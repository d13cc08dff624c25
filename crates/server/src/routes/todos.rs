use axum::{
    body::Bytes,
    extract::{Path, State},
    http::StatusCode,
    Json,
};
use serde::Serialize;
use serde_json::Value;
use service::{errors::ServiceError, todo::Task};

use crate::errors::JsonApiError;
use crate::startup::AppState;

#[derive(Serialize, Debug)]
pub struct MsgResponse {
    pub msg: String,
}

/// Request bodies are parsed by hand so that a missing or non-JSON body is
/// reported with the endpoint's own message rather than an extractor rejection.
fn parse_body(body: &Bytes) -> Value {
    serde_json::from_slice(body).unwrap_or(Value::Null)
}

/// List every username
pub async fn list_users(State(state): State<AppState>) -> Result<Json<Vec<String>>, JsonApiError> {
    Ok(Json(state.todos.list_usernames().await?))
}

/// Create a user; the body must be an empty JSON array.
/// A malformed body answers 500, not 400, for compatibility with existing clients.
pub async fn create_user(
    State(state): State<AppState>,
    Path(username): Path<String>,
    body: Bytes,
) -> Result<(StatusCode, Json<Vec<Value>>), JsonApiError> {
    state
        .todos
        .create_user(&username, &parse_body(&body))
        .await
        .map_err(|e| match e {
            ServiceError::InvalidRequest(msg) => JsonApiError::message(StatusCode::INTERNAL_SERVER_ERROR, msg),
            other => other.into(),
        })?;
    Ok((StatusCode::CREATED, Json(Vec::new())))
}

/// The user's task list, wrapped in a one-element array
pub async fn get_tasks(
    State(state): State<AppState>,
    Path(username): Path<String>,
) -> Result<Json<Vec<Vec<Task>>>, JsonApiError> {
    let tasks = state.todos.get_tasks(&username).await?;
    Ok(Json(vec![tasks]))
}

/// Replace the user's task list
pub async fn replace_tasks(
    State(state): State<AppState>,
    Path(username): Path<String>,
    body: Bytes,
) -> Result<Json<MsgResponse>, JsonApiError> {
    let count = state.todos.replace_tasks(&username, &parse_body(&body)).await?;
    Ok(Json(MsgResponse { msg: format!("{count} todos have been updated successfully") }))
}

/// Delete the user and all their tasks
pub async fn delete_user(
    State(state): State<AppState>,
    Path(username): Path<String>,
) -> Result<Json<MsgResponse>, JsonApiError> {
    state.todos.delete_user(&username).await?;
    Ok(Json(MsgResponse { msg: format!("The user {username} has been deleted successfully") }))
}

Try it:
Please write out the material word for word from its first line through the line holding "pub struct MsgResponse", including both, and no line past it.

Response to the exercise:
repository d13cc08dff624c25
filename crates/server/src/routes/todos.rs
use axum::{
    body::Bytes,
    extract::{Path, State},
    http::StatusCode,
    Json,
};
use serde::Serialize;
use serde_json::Value;
use service::{errors::ServiceError, todo::Task};

use crate::errors::JsonApiError;
use crate::startup::AppState;

#[derive(Serialize, Debug)]
pub struct MsgResponse {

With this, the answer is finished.